The first part of the three-part solution addresses the difficulties that arise in network management when dealing with networks configured to support multiple-input and multiple-output (MIMO) technologies. MIMO has been under experimentation, testing, and even deployment, in some cases, for quite some time but it doesn't necessarily get any easier and isn't being used to its full potential as a result. Effectively, signals are sent in parallel through a larger array of antenna, allowing for a more dense beam and more connectivity. In combination with beamforming, sending targeted beams to users instead of wide bursts, Massive MIMO can be very efficient and deliver huge improvements to bandwidth. Nokia wants to make the process of joining the technologies more efficient by training neural networks to discover and adapt to use the best scheduling possible in real time.

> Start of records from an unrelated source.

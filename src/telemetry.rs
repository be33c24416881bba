use anyhow::{anyhow, Context};
use tracing_subscriber::EnvFilter;

/// Installs the global `fmt` subscriber, writing to stderr.
///
/// `filter` uses `RUST_LOG` directive syntax. Only binaries should call this.
pub fn init(filter: &str) -> anyhow::Result<()> {
    let filter =
        EnvFilter::try_new(filter).with_context(|| format!("invalid log filter {filter:?}"))?;
    tracing_subscriber::fmt()
        .with_writer(std::io::stderr)
        .with_env_filter(filter)
        .try_init()
        .map_err(|e| anyhow!("failed to install tracing subscriber: {e}"))
}
use std::io;
use std::path::{Path, PathBuf};

use rusqlite::{params, params_from_iter, Connection, Statement, Transaction};
use tracing::{debug, info, info_span};

use crate::error::StoreError;
use crate::record::Record;
use crate::store::{InsertStatement, Transactional, WriteTransaction};

/// Creates `foo` and clears any rows left from a previous run.
pub const CREATE_TABLE_SQL: &str =
    "create table foo (id integer not null primary key, name text); delete from foo;";

const SELECT_ALL_SQL: &str = "SELECT id, name FROM foo ORDER BY id";

/// SQLite store configuration
#[derive(Debug, Clone, PartialEq)]
pub struct SqliteConfig {
    /// Path to the SQLite database file
    pub db_path: PathBuf,
}

impl SqliteConfig {
    /// Create a new SQLite config for the given path
    pub fn new(db_path: impl Into<PathBuf>) -> Self {
        Self {
            db_path: db_path.into(),
        }
    }
}

/// Removes the database file at `path` so the next open starts empty.
///
/// A missing file is not an error.
pub fn reset_database_file(path: &Path) -> Result<(), StoreError> {
    match std::fs::remove_file(path) {
        Ok(()) => {
            debug!(path = %path.display(), "removed database file");
            Ok(())
        }
        Err(e) if e.kind() == io::ErrorKind::NotFound => Ok(()),
        Err(source) => Err(StoreError::Reset {
            path: path.to_path_buf(),
            source,
        }),
    }
}

/// An open handle to the embedded database.
#[derive(Debug)]
pub struct SqliteStore {
    conn: Connection,
}

impl SqliteStore {
    /// Open (or create) the database file named by the config
    pub fn open(config: &SqliteConfig) -> Result<Self, StoreError> {
        info!(path = %config.db_path.display(), "opening sqlite store");
        let conn = Connection::open(&config.db_path).map_err(|source| StoreError::Open {
            path: config.db_path.clone(),
            source,
        })?;
        Ok(Self { conn })
    }

    /// Open a private in-memory database
    pub fn open_in_memory() -> Result<Self, StoreError> {
        let conn = Connection::open_in_memory().map_err(|source| StoreError::Open {
            path: PathBuf::from(":memory:"),
            source,
        })?;
        Ok(Self { conn })
    }

    pub fn create_table(&self) -> Result<(), StoreError> {
        let _span = info_span!("create_table").entered();
        self.conn
            .execute_batch(CREATE_TABLE_SQL)
            .map_err(StoreError::Schema)
    }

    /// All rows of `foo`, ordered by id.
    pub fn records(&self) -> Result<Vec<Record>, StoreError> {
        let _span = info_span!("select_all").entered();
        let mut stmt = self.conn.prepare(SELECT_ALL_SQL)?;
        collect_records(&mut stmt, params![])
    }

    /// Rows whose id is one of `ids`, ordered by id.
    pub fn records_with_ids(&self, ids: &[i64]) -> Result<Vec<Record>, StoreError> {
        let _span = info_span!("select_in", ids = ids.len()).entered();
        if ids.is_empty() {
            return Ok(Vec::new());
        }
        let placeholders = vec!["?"; ids.len()].join(", ");
        let sql = format!("SELECT id, name FROM foo WHERE id IN ({placeholders}) ORDER BY id");
        let mut stmt = self.conn.prepare(&sql)?;
        collect_records(&mut stmt, params_from_iter(ids.iter()))
    }

    /// Underlying connection, for setup and assertions outside the write path.
    pub fn connection(&self) -> &Connection {
        &self.conn
    }

    pub fn close(self) -> Result<(), StoreError> {
        self.conn.close().map_err(|(_, e)| StoreError::Query(e))
    }
}

fn collect_records<P: rusqlite::Params>(
    stmt: &mut Statement<'_>,
    params: P,
) -> Result<Vec<Record>, StoreError> {
    let rows = stmt.query_map(params, Record::from_row)?;
    let records = rows.collect::<rusqlite::Result<Vec<_>>>()?;
    Ok(records)
}

impl Transactional for SqliteStore {
    type Tx<'tx> = Transaction<'tx>
    where
        Self: 'tx;

    fn begin(&mut self) -> rusqlite::Result<Self::Tx<'_>> {
        self.conn.transaction()
    }
}

impl<'conn> WriteTransaction for Transaction<'conn> {
    type Stmt<'stmt> = Statement<'stmt>
    where
        Self: 'stmt;

    fn prepare(&self, sql: &str) -> rusqlite::Result<Self::Stmt<'_>> {
        Connection::prepare(self, sql)
    }

    fn commit(self) -> rusqlite::Result<()> {
        Transaction::commit(self)
    }

    fn rollback(self) -> rusqlite::Result<()> {
        Transaction::rollback(self)
    }
}

impl InsertStatement for Statement<'_> {
    fn exec(&mut self, record: &Record) -> rusqlite::Result<usize> {
        self.execute(params![record.id, record.name])
    }
}
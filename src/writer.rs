//! Transactional writer: two inserts, committed together or not at all.
//!
//! ```text
//! Idle -> TxOpen -> A inserted -> B inserted -> Committed
//!            \           \            \
//!             +-----------+------------+--> RolledBack
//!                                     commit error --> CommitFailed
//! ```
//!
//! A failed commit is reported as is. No rollback follows it: once SQLite has
//! been asked to commit, the outcome is the store's to decide.

use tracing::{debug, field, info, info_span, instrument, warn};

use crate::error::TxError;
use crate::record::Record;
use crate::store::{InsertStatement, Transactional, WriteTransaction};

/// The only statement the writer issues.
pub const INSERT_FOO_SQL: &str = "insert into foo(id, name) values(?1, ?2)";

/// Inserts `a` then `b` in a single transaction.
///
/// `b` is never attempted if `a` fails. Any failure before commit rolls the
/// transaction back and returns the first error. Reporting that error is
/// left to the caller.
#[instrument(name = "insert_pair", skip_all, fields(a = a.id, b = b.id))]
pub fn insert_pair<S>(store: &mut S, a: &Record, b: &Record) -> Result<(), TxError>
where
    S: Transactional,
{
    let tx = store.begin().map_err(TxError::TransactionStart)?;
    debug!("transaction open");

    if let Err(e) = write_both(&tx, a, b) {
        roll_back(tx, &e);
        return Err(e);
    }

    tx.commit().map_err(TxError::Commit)?;
    info!("committed");
    Ok(())
}

// The statement borrows the transaction and is released on return, before
// the transaction is committed or rolled back.
fn write_both<T: WriteTransaction>(tx: &T, a: &Record, b: &Record) -> Result<(), TxError> {
    let mut stmt = tx.prepare(INSERT_FOO_SQL).map_err(TxError::Prepare)?;
    insert_one(&mut stmt, a)?;
    insert_one(&mut stmt, b)
}

fn insert_one<S: InsertStatement>(stmt: &mut S, record: &Record) -> Result<(), TxError> {
    let span = info_span!("insert", id = record.id, status = field::Empty);
    let _enter = span.enter();
    match stmt.exec(record) {
        Ok(_) => {
            span.record("status", "ok");
            Ok(())
        }
        Err(source) => {
            span.record("status", "error");
            warn!(error = %source, "insert failed");
            Err(TxError::Insert {
                id: record.id,
                source,
            })
        }
    }
}

fn roll_back<T: WriteTransaction>(tx: T, cause: &TxError) {
    match tx.rollback() {
        Ok(()) => debug!(cause = %cause, "rolled back"),
        // the first error still wins
        Err(e) => warn!(error = %e, cause = %cause, "rollback failed"),
    }
}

Tied in with that, the company also wants to utilize small cells equipped with A.I. to locate devices that are separated from the base station by walls, such as in a building. By locating the position of a device to within a claimed range of 9cm to 13cm, Nokia's networking equipment can better plot out the above-mentioned beams. The solution the company is researching involves the use of LTE eNB radiofrequency data to plot positions and the use of machine learning to teach A.I. to correctly identify a device's position. Finally, Agrawal believes that machine learning could be used to predict the equipment characteristics of a given user device and configure the beamed uplink and downlike appropriate for the best results based on that estimation. That wouldn't necessarily be too difficult to accomplish since there aren't an unlimited number of possibilities with regard to networking equipment found in smartphones or other connected hardware. Primarily, each of the solutions put forward by the exec would be implemented on the software side. So it's not impossible that they might eventually be utilized on the incoming 5G platform, which is set to arrive beginning in 2019.